10. The color electro-optic display of claim 2, wherein the lightfastness additive is a substituted naphthoquinone, the substituted naphthoquinone being represented by formula VII. Among them, R8, R9, R 10 R 11 and R 12 Each of them may be independently selected from hydrogen, alkyl, alkenyl and alkoxy groups, and wherein p is an integer from 2 to 20.

11. The color electro-optic display of claim 2, wherein the lightfastness additive is a substituted naphthoquinone, the substituted naphthoquinone being represented by formula VIII. Where R 13 R 14 R 15 R 16 and R 17 Each of the groups can be independently selected from hydrogen, alkyl, alkenyl and alkoxy groups, and q is an integer from 2 to 20.

12. The color electro-optic display of claim 11, wherein the molecular structure of the lightfastness additive is represented by formula VIII, wherein R 13 R 14 R 15 R 16 It is hydrogen, and R 17 It is a methyl group.

13. The color electro-optical display of claim 12, wherein q is selected from 3, 4, 7 and 9.

14. The color electro-optic display according to any one of claims 1 to 13, wherein the electrophoretic medium further comprises a plurality of third-type charged pigment particles and a plurality of fourth-type charged pigment particles.

15. The color electro-optic display of claim 14, wherein the charged pigment particles of the first, second, third and fourth types have colors selected from white, black, cyan, magenta, yellow, blue, green and red.

16. The color electro-optic display of claim 14, wherein the charged pigment particles of the first, second, third, and fourth types are white, cyan, magenta, and yellow, respectively.

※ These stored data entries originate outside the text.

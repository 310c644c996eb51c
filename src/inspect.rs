//! Canonical textual rendering of values, for debugging and tests.
//!
//! Mapping keys are emitted in ascending lexical order, so two structurally
//! equal mappings always render identically regardless of insertion order.
//! The rendering also serves as the membership key for the set operations.
//! Values are owned trees, so cyclic input cannot occur.

use std::fmt;

use crate::types::Value;

/// Renders a value in its canonical, deterministic form.
pub fn inspect(value: &Value) -> String {
    let mut out = String::new();
    write_value(&mut out, value);
    out
}

fn write_value(out: &mut String, value: &Value) {
    match value {
        Value::Null => out.push_str("null"),
        Value::Boolean(b) => out.push_str(if *b { "true" } else { "false" }),
        Value::Integer(i) => out.push_str(&i.to_string()),
        Value::Decimal(d) => out.push_str(&d.to_string()),
        Value::String(s) => {
            out.push('"');
            out.push_str(s);
            out.push('"');
        },
        Value::Sequence(seq) => {
            out.push('[');
            for (i, element) in seq.iter().enumerate() {
                if i > 0 {
                    out.push_str(", ");
                }
                write_value(out, element);
            }
            out.push(']');
        },
        Value::Mapping(mapping) => {
            let mut entries: Vec<(&String, &Value)> = mapping.iter().collect();
            entries.sort_by(|(ka, _), (kb, _)| ka.cmp(kb));

            out.push('{');
            for (i, (key, element)) in entries.into_iter().enumerate() {
                if i > 0 {
                    out.push_str(", ");
                }
                out.push_str(key);
                out.push_str(": ");
                write_value(out, element);
            }
            out.push('}');
        },
    }
}

impl fmt::Display for Value {
    fn fmt(&self, f: &mut fmt::Formatter<'_>) -> fmt::Result {
        f.write_str(&inspect(self))
    }
}
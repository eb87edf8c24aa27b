use chrono::Utc;

use crate::db::Repository;
use crate::error::Result;
use crate::models::{Article, RawEntry};

use super::matcher::KeywordMatcher;
use super::normalize::{normalize, TimestampSource};

/// Per-feed ingestion counts, for logging.
#[derive(Debug, Default, Clone, Copy)]
pub struct IngestStats {
    pub new_articles: usize,
    pub matched_articles: usize,
}

/// Runs one feed's entries through normalize → dedup-check → match → insert.
///
/// Store errors propagate (they are fatal for the run); everything else is
/// per-entry best effort — an unprocessable entry is skipped and the rest of
/// the feed is still ingested.
pub struct FeedIngestor<'a> {
    repository: &'a Repository,
    matcher: &'a KeywordMatcher,
}

impl<'a> FeedIngestor<'a> {
    pub fn new(repository: &'a Repository, matcher: &'a KeywordMatcher) -> Self {
        Self {
            repository,
            matcher,
        }
    }

    pub async fn ingest(&self, feed_name: &str, entries: Vec<RawEntry>) -> Result<IngestStats> {
        let mut stats = IngestStats::default();

        for entry in entries {
            let now = Utc::now();

            let Some(draft) = normalize(entry, now) else {
                tracing::debug!("skipping entry without link in feed {}", feed_name);
                continue;
            };

            if draft.timestamp_source != TimestampSource::Published {
                tracing::debug!(
                    "no published time for {}, using {:?}",
                    draft.link,
                    draft.timestamp_source
                );
            }

            if self.repository.exists(&draft.link).await? {
                tracing::debug!("article already exists: {}", draft.link);
                continue;
            }

            let text = format!("{} {}", draft.title, draft.description);
            let matched_keywords = self.matcher.matches(&text);

            let article = Article {
                link: draft.link,
                title: draft.title,
                description: draft.description,
                published: draft.published,
                feed_name: feed_name.to_string(),
                matched_keywords,
                processed_at: now,
            };

            let is_match = article.is_match();
            let title = article.title.clone();

            if self.repository.insert_if_absent(article).await? {
                stats.new_articles += 1;
                if is_match {
                    stats.matched_articles += 1;
                    tracing::info!("keyword match in {}: {}", feed_name, title);
                }
            }
        }

        Ok(stats)
    }
}
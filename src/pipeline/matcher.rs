use regex::Regex;

use crate::error::Result;

/// Strict-AND keyword matching over article text.
///
/// Every configured keyword must appear as a whole, delimited word
/// (case-insensitive) for the text to count as a match; partial matches do
/// not exist. On a match the full configured list is returned, otherwise
/// the empty vector.
pub struct KeywordMatcher {
    keywords: Vec<String>,
    patterns: Vec<Regex>,
}

impl KeywordMatcher {
    pub fn new(keywords: &[String]) -> Result<Self> {
        let patterns = keywords
            .iter()
            .map(|kw| Regex::new(&format!(r"(?i)\b{}\b", regex::escape(kw))))
            .collect::<std::result::Result<Vec<_>, _>>()?;

        Ok(Self {
            keywords: keywords.to_vec(),
            patterns,
        })
    }

    /// Evaluate the combined text. An empty keyword set never matches.
    pub fn matches(&self, text: &str) -> Vec<String> {
        if self.patterns.is_empty() {
            return Vec::new();
        }
        if self.patterns.iter().all(|p| p.is_match(text)) {
            self.keywords.clone()
        } else {
            Vec::new()
        }
    }
}

#[cfg(test)]
mod tests {
    use super::*;

    fn matcher(keywords: &[&str]) -> KeywordMatcher {
        let keywords: Vec<String> = keywords.iter().map(|k| k.to_string()).collect();
        KeywordMatcher::new(&keywords).unwrap()
    }

    #[test]
    fn test_whole_word_only() {
        let m = matcher(&["UPS"]);
        assert!(m.matches("CUPS printing daemon released").is_empty());
        assert!(!m.matches("UPS reports quarterly earnings").is_empty());
        assert!(!m.matches("Earnings at UPS, again").is_empty());
    }

    #[test]
    fn test_case_insensitive() {
        let m = matcher(&["Teamsters"]);
        assert!(!m.matches("the teamsters union voted").is_empty());
        assert!(!m.matches("TEAMSTERS VOTE TODAY").is_empty());
    }

    #[test]
    fn test_strict_conjunction() {
        let m = matcher(&["UPS", "Teamsters"]);
        assert!(m.matches("UPS announces new routes").is_empty());
        assert!(m.matches("Teamsters rally downtown").is_empty());
        assert_eq!(
            m.matches("Teamsters reach deal with UPS"),
            vec!["UPS".to_string(), "Teamsters".to_string()]
        );
    }

    #[test]
    fn test_match_spans_title_and_description() {
        let m = matcher(&["UPS", "Teamsters"]);
        // Combined text is title + single space + description
        let text = format!("{} {}", "UPS earnings call", "analysts ask about Teamsters talks");
        assert!(!m.matches(&text).is_empty());
    }

    #[test]
    fn test_empty_keyword_set_never_matches() {
        let m = matcher(&[]);
        assert!(m.matches("anything at all").is_empty());
    }
}
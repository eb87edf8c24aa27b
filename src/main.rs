use std::time::Duration;

use feedwatch::config::Config;
use feedwatch::db::Repository;
use feedwatch::error::Result;
use feedwatch::feed::FeedFetcher;
use feedwatch::pipeline::{KeywordMatcher, Pipeline};
use feedwatch::report;

#[tokio::main]
async fn main() {
    tracing_subscriber::fmt()
        .with_env_filter(
            tracing_subscriber::EnvFilter::from_default_env()
                .add_directive(tracing::Level::INFO.into()),
        )
        .with_writer(std::io::stderr)
        .init();

    if let Err(e) = run().await {
        tracing::error!("run failed: {}", e);
        std::process::exit(1);
    }
}

async fn run() -> Result<()> {
    // Parse command line arguments
    let args: Vec<String> = std::env::args().collect();

    // Check for --report-only flag (re-render the report without ingesting)
    let report_only = args.len() >= 2 && args[1] == "--report-only";

    // Load configuration
    let config = Config::load()?;

    if config.feeds.is_empty() {
        tracing::warn!(
            "no feeds configured; edit {}",
            Config::config_path().display()
        );
    }

    let repository = Repository::new(&config.db_path).await?;
    let matcher = KeywordMatcher::new(&config.keywords)?;

    if !report_only {
        let fetcher = FeedFetcher::new(Duration::from_secs(config.fetch_timeout_secs));
        let pipeline = Pipeline::new(
            &repository,
            &fetcher,
            &matcher,
            &config.feeds,
            config.retention_days,
        );
        pipeline.run().await?;
    }

    report::render(&repository, &config).await?;

    Ok(())
}
use chrono::{DateTime, Utc};

/// One raw item from a feed, before normalization. Every field is
/// independently optional; timestamps that failed to parse upstream
/// arrive here as `None`.
#[derive(Debug, Clone, Default)]
pub struct RawEntry {
    pub title: Option<String>,
    pub link: Option<String>,
    pub description: Option<String>,
    pub published: Option<DateTime<Utc>>,
    pub updated: Option<DateTime<Utc>>,
}
use crate::config::Config;
use crate::db::Repository;
use crate::error::Result;
use crate::models::Article;

/// Query the store read-only and write the static HTML report.
pub async fn render(repository: &Repository, config: &Config) -> Result<()> {
    let matched = repository.query_recent(true, config.report_limit).await?;
    let recent = repository.query_recent(false, config.report_limit).await?;

    let html = render_html(&matched, &recent, config);
    std::fs::write(&config.report_path, html)?;

    tracing::info!(
        "report written to {} ({} matches, {} recent)",
        config.report_path,
        matched.len(),
        recent.len()
    );
    Ok(())
}

fn render_html(matched: &[Article], recent: &[Article], config: &Config) -> String {
    let feed_names: Vec<&str> = config.feeds.iter().map(|f| f.name.as_str()).collect();

    let mut html = format!(
        r#"<html>
<head>
    <title>Feed Monitor</title>
    <style>
        body {{ font-family: Arial, sans-serif; margin: 20px; }}
        table {{ border-collapse: collapse; width: 100%; margin-bottom: 30px; }}
        th, td {{ border: 1px solid #ddd; padding: 8px; text-align: left; }}
        th {{ background-color: #f2f2f2; }}
        tr:nth-child(even) {{ background-color: #f9f9f9; }}
        h2 {{ color: #333; margin-top: 30px; }}
    </style>
</head>
<body>
    <h1>Feed Monitor</h1>
    <p>Monitoring feeds: {}</p>
    <p>Keywords: {}</p>

    <h2>Keyword Matches</h2>
    <table>
        <tr>
            <th>Title</th>
            <th>Feed</th>
            <th>Published</th>
            <th>Keywords Matched</th>
            <th>Processed</th>
        </tr>
"#,
        escape_html(&feed_names.join(", ")),
        escape_html(&config.keywords.join(", "))
    );

    for article in matched {
        html.push_str(&format!(
            r#"        <tr>
            <td><a href="{}" target="_blank">{}</a></td>
            <td>{}</td>
            <td>{}</td>
            <td>{}</td>
            <td>{}</td>
        </tr>
"#,
            escape_html(&article.link),
            escape_html(&article.title),
            escape_html(&article.feed_name),
            article.published.format("%Y-%m-%d %H:%M"),
            escape_html(&article.matched_keywords.join(", ")),
            article.processed_at.format("%Y-%m-%d %H:%M"),
        ));
    }

    html.push_str(
        r#"    </table>

    <h2>All Recent Articles</h2>
    <table>
        <tr>
            <th>Title</th>
            <th>Feed</th>
            <th>Published</th>
            <th>Processed</th>
        </tr>
"#,
    );

    for article in recent {
        html.push_str(&format!(
            r#"        <tr>
            <td><a href="{}" target="_blank">{}</a></td>
            <td>{}</td>
            <td>{}</td>
            <td>{}</td>
        </tr>
"#,
            escape_html(&article.link),
            escape_html(&article.title),
            escape_html(&article.feed_name),
            article.published.format("%Y-%m-%d %H:%M"),
            article.processed_at.format("%Y-%m-%d %H:%M"),
        ));
    }

    html.push_str(
        r#"    </table>
</body>
</html>
"#,
    );

    html
}

fn escape_html(text: &str) -> String {
    text.replace('&', "&amp;")
        .replace('<', "&lt;")
        .replace('>', "&gt;")
        .replace('"', "&quot;")
}
use chrono::{Duration, Utc};

use crate::config::FeedConfig;
use crate::db::Repository;
use crate::error::Result;
use crate::feed::FeedFetcher;

use super::ingest::FeedIngestor;
use super::matcher::KeywordMatcher;

/// One full monitor run: purge, ingest every configured feed, purge again.
///
/// A failing feed is logged and skipped; only storage errors abort the run.
pub struct Pipeline<'a> {
    repository: &'a Repository,
    fetcher: &'a FeedFetcher,
    matcher: &'a KeywordMatcher,
    feeds: &'a [FeedConfig],
    retention: Duration,
}

impl<'a> Pipeline<'a> {
    pub fn new(
        repository: &'a Repository,
        fetcher: &'a FeedFetcher,
        matcher: &'a KeywordMatcher,
        feeds: &'a [FeedConfig],
        retention_days: u32,
    ) -> Self {
        Self {
            repository,
            fetcher,
            matcher,
            feeds,
            retention: Duration::days(i64::from(retention_days)),
        }
    }

    pub async fn run(&self) -> Result<()> {
        // Purge on both ends of the pass: bounds startup size and post-run
        // size, and a redundant purge deletes nothing.
        self.purge().await?;

        let ingestor = FeedIngestor::new(self.repository, self.matcher);

        for feed in self.feeds {
            match self.fetcher.fetch(&feed.url).await {
                Ok(entries) => {
                    let stats = ingestor.ingest(&feed.name, entries).await?;
                    tracing::info!(
                        "feed {} processed: {} new articles, {} matches",
                        feed.name,
                        stats.new_articles,
                        stats.matched_articles
                    );
                }
                Err(e) => {
                    tracing::error!("failed to fetch feed {} ({}): {}", feed.name, feed.url, e);
                }
            }
        }

        self.purge().await?;

        Ok(())
    }

    async fn purge(&self) -> Result<()> {
        let cutoff = Utc::now() - self.retention;
        let deleted = self.repository.purge_older_than(cutoff).await?;
        if deleted > 0 {
            tracing::info!(
                "purged {} articles older than {} days",
                deleted,
                self.retention.num_days()
            );
        }
        Ok(())
    }
}
use thiserror::Error;

pub type Result<T> = std::result::Result<T, AppError>;

#[derive(Debug, Error)]
pub enum AppError {
    #[error("I/O error: {0}")]
    Io(#[from] std::io::Error),

    #[error("database error: {0}")]
    Database(#[from] tokio_rusqlite::Error),

    #[error("HTTP error: {0}")]
    Http(#[from] reqwest::Error),

    #[error("feed parse error: {0}")]
    FeedParse(#[from] feed_rs::parser::ParseFeedError),

    #[error("invalid keyword pattern: {0}")]
    KeywordPattern(#[from] regex::Error),

    #[error("configuration error: {0}")]
    Config(String),

    #[error("configuration error: {0}")]
    ConfigParse(#[from] toml::de::Error),

    #[error("serialization error: {0}")]
    Json(#[from] serde_json::Error),

    #[error(transparent)]
    Other(#[from] anyhow::Error),
}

17. The color electro-optic display according to any one of claims 1 to 16, wherein the electro-optic material layer comprises a plurality of microcapsules and an adhesive.

18. The color electro-optic display of claim 17, wherein the color electro-optic display further comprises a first adhesive layer disposed between the electro-optic material layer and the second electrode layer.

19. The color electro-optic display of claim 18, wherein the color electro-optic display further comprises a second adhesive layer disposed between the electro-optic material layer and the first electrode layer.

20. The color electro-optic display according to any one of claims 1 to 16, wherein the electro-optic material layer comprises a plurality of micro-units, each of the plurality of micro-units having a micro-unit bottom, a partition wall, an opening, and a sealing layer extending across the opening, the sealing layer being adjacent to the second electrode layer.